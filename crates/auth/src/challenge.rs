//! Password challenge against a target workspace.

use std::sync::Arc;

use gatehouse_common::types::{Credentials, UserRecord, WorkspaceRef};
use tracing::{debug, info};

use crate::{
    error::AuthError,
    ports::{CredentialVerifier, MembershipStore, UserDirectory, WorkspaceInvitationGateway},
};

#[derive(Clone)]
pub struct ChallengeService {
    directory: Arc<dyn UserDirectory>,
    verifier: Arc<dyn CredentialVerifier>,
    memberships: Arc<dyn MembershipStore>,
    invitations: Arc<dyn WorkspaceInvitationGateway>,
    password_auth_enabled: bool,
}

impl ChallengeService {
    pub fn new(
        directory: Arc<dyn UserDirectory>,
        verifier: Arc<dyn CredentialVerifier>,
        memberships: Arc<dyn MembershipStore>,
        invitations: Arc<dyn WorkspaceInvitationGateway>,
    ) -> Self {
        Self { directory, verifier, memberships, invitations, password_auth_enabled: true }
    }

    /// Server-wide switch; when off every workspace rejects password sign-in.
    pub fn with_password_auth_enabled(mut self, enabled: bool) -> Self {
        self.password_auth_enabled = enabled;
        self
    }

    /// Verifies `credentials` and makes sure the user ends up a member of
    /// `workspace`, consuming a pending invitation when needed.
    ///
    /// The returned record is exactly what the directory produced.
    pub async fn challenge(
        &self,
        credentials: &Credentials,
        workspace: &WorkspaceRef,
    ) -> Result<UserRecord, AuthError> {
        if !self.password_auth_enabled || !workspace.is_password_auth_enabled {
            debug!(workspace_id = %workspace.id, "password sign-in disabled");
            return Err(AuthError::AuthDisabled);
        }

        let Some(user) = self.directory.find_by_email(&credentials.email).await? else {
            debug!(workspace_id = %workspace.id, reason = "unknown_email", "challenge failed");
            return Err(AuthError::InvalidCredentials);
        };

        let Some(password_hash) = user.password_hash.as_deref() else {
            debug!(user_id = %user.id, reason = "no_password_hash", "challenge failed");
            return Err(AuthError::InvalidCredentials);
        };

        if !self.verifier.verify(&credentials.password, password_hash) {
            debug!(user_id = %user.id, reason = "wrong_password", "challenge failed");
            return Err(AuthError::InvalidCredentials);
        }

        if self.memberships.exists(user.id, workspace.id).await? {
            return Ok(user);
        }

        let Some(invitation) = self.invitations.get_pending(&user.email, workspace.id).await?
        else {
            debug!(user_id = %user.id, workspace_id = %workspace.id, "no pending invitation");
            return Err(AuthError::NotInvited);
        };

        self.invitations.validate(&invitation).await?;
        self.memberships.add(user.id, workspace.id).await?;

        info!(
            user_id = %user.id,
            workspace_id = %workspace.id,
            invitation_id = %invitation.id,
            "user joined workspace through invitation"
        );

        Ok(user)
    }
}

#[cfg(test)]
mod tests {
    use std::sync::Arc;

    use chrono::{Duration, Utc};
    use gatehouse_common::types::{Credentials, Invitation, UserRecord, WorkspaceRef};
    use uuid::Uuid;

    use super::ChallengeService;
    use crate::{
        error::AuthError,
        testing::{StubDirectory, StubInvitations, StubMemberships, StubVerifier},
    };

    struct Harness {
        directory: Arc<StubDirectory>,
        verifier: Arc<StubVerifier>,
        memberships: Arc<StubMemberships>,
        invitations: Arc<StubInvitations>,
        service: ChallengeService,
    }

    fn harness(
        user: Option<UserRecord>,
        password_ok: bool,
        is_member: bool,
        invitations: StubInvitations,
    ) -> Harness {
        let directory = Arc::new(StubDirectory::returning(user));
        let verifier = Arc::new(StubVerifier::accepting(password_ok));
        let memberships = Arc::new(StubMemberships::member(is_member));
        let invitations = Arc::new(invitations);
        let service = ChallengeService::new(
            directory.clone(),
            verifier.clone(),
            memberships.clone(),
            invitations.clone(),
        );
        Harness { directory, verifier, memberships, invitations, service }
    }

    fn stored_user() -> UserRecord {
        UserRecord { id: Uuid::new_v4(), email: "e".into(), password_hash: Some("h".into()) }
    }

    fn pending_invitation(workspace_id: Uuid) -> Invitation {
        let now = Utc::now();
        Invitation {
            id: Uuid::new_v4(),
            workspace_id,
            email: "e".into(),
            expires_at: now + Duration::days(3),
            created_at: now,
        }
    }

    fn enabled_workspace() -> WorkspaceRef {
        WorkspaceRef::new(Uuid::new_v4())
    }

    #[tokio::test]
    async fn member_gets_stored_record_back() {
        let user = stored_user();
        let h = harness(Some(user.clone()), true, true, StubInvitations::none());

        let response = h
            .service
            .challenge(&Credentials::new("e", "p"), &enabled_workspace())
            .await
            .expect("challenge should pass");

        assert_eq!(response, user);
        assert_eq!(h.directory.lookups(), 1);
        assert_eq!(h.verifier.calls(), vec![("p".to_owned(), "h".to_owned())]);
        assert_eq!(h.memberships.exists_calls(), 1);
        assert_eq!(h.invitations.lookups(), 0);
        assert_eq!(h.invitations.validations(), 0);
        assert!(h.memberships.added().is_empty());
    }

    #[tokio::test]
    async fn invited_user_is_added_to_workspace() {
        let user = stored_user();
        let workspace = enabled_workspace();
        let h = harness(
            Some(user.clone()),
            true,
            false,
            StubInvitations::with(Some(pending_invitation(workspace.id)), true),
        );

        let response = h
            .service
            .challenge(&Credentials::new("e", "p"), &workspace)
            .await
            .expect("invited user should pass");

        assert_eq!(response, user);
        assert_eq!(h.directory.lookups(), 1);
        assert_eq!(h.invitations.lookups(), 1);
        assert_eq!(h.invitations.validations(), 1);
        assert_eq!(h.memberships.added(), vec![(user.id, workspace.id)]);
    }

    #[tokio::test]
    async fn disabled_workspace_rejects_before_lookup() {
        let h = harness(Some(stored_user()), true, true, StubInvitations::none());
        let workspace = enabled_workspace().with_password_auth(false);

        let error = h
            .service
            .challenge(&Credentials::new("e", "p"), &workspace)
            .await
            .expect_err("password auth is disabled");

        assert!(matches!(error, AuthError::AuthDisabled));
        assert_eq!(h.directory.lookups(), 0);
    }

    #[tokio::test]
    async fn server_wide_switch_rejects_before_lookup() {
        let h = harness(Some(stored_user()), true, true, StubInvitations::none());
        let service = h.service.clone().with_password_auth_enabled(false);

        let error = service
            .challenge(&Credentials::new("e", "p"), &enabled_workspace())
            .await
            .expect_err("password auth is disabled server-wide");

        assert!(matches!(error, AuthError::AuthDisabled));
        assert_eq!(h.directory.lookups(), 0);
    }

    #[tokio::test]
    async fn unknown_email_and_wrong_password_are_indistinguishable() {
        let unknown = harness(None, true, true, StubInvitations::none());
        let wrong_password = harness(Some(stored_user()), false, true, StubInvitations::none());
        let workspace = enabled_workspace();
        let credentials = Credentials::new("e", "p");

        let unknown_error = unknown
            .service
            .challenge(&credentials, &workspace)
            .await
            .expect_err("unknown email must fail");
        let wrong_error = wrong_password
            .service
            .challenge(&credentials, &workspace)
            .await
            .expect_err("wrong password must fail");

        assert!(matches!(unknown_error, AuthError::InvalidCredentials));
        assert!(matches!(wrong_error, AuthError::InvalidCredentials));
        assert_eq!(unknown_error.to_string(), wrong_error.to_string());
        assert_eq!(unknown_error.code(), wrong_error.code());
        assert!(unknown.verifier.calls().is_empty());
        assert_eq!(wrong_password.memberships.exists_calls(), 0);
    }

    #[tokio::test]
    async fn account_without_password_hash_is_rejected_without_verifying() {
        let user = UserRecord { password_hash: None, ..stored_user() };
        let h = harness(Some(user), true, true, StubInvitations::none());

        let error = h
            .service
            .challenge(&Credentials::new("e", "p"), &enabled_workspace())
            .await
            .expect_err("sso-only account cannot use a password");

        assert!(matches!(error, AuthError::InvalidCredentials));
        assert!(h.verifier.calls().is_empty());
    }

    #[tokio::test]
    async fn non_member_without_invitation_is_not_invited() {
        let h = harness(Some(stored_user()), true, false, StubInvitations::none());

        let error = h
            .service
            .challenge(&Credentials::new("e", "p"), &enabled_workspace())
            .await
            .expect_err("non-member without invitation must fail");

        assert!(matches!(error, AuthError::NotInvited));
        assert_eq!(h.invitations.lookups(), 1);
        assert_eq!(h.invitations.validations(), 0);
        assert!(h.memberships.added().is_empty());
    }

    #[tokio::test]
    async fn invalid_invitation_stops_before_membership_write() {
        let workspace = enabled_workspace();
        let h = harness(
            Some(stored_user()),
            true,
            false,
            StubInvitations::with(Some(pending_invitation(workspace.id)), false),
        );

        let error = h
            .service
            .challenge(&Credentials::new("e", "p"), &workspace)
            .await
            .expect_err("expired invitation must fail");

        assert!(matches!(error, AuthError::InvitationInvalid { .. }));
        assert_eq!(h.invitations.validations(), 1);
        assert!(h.memberships.added().is_empty());
    }
}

+ + + +

* [Exercise] Reproduce each line of the material in which the string "Duration" occurs.

* [Exercise solution]
    use chrono::{Duration, Utc};
            expires_at: now + Duration::days(3),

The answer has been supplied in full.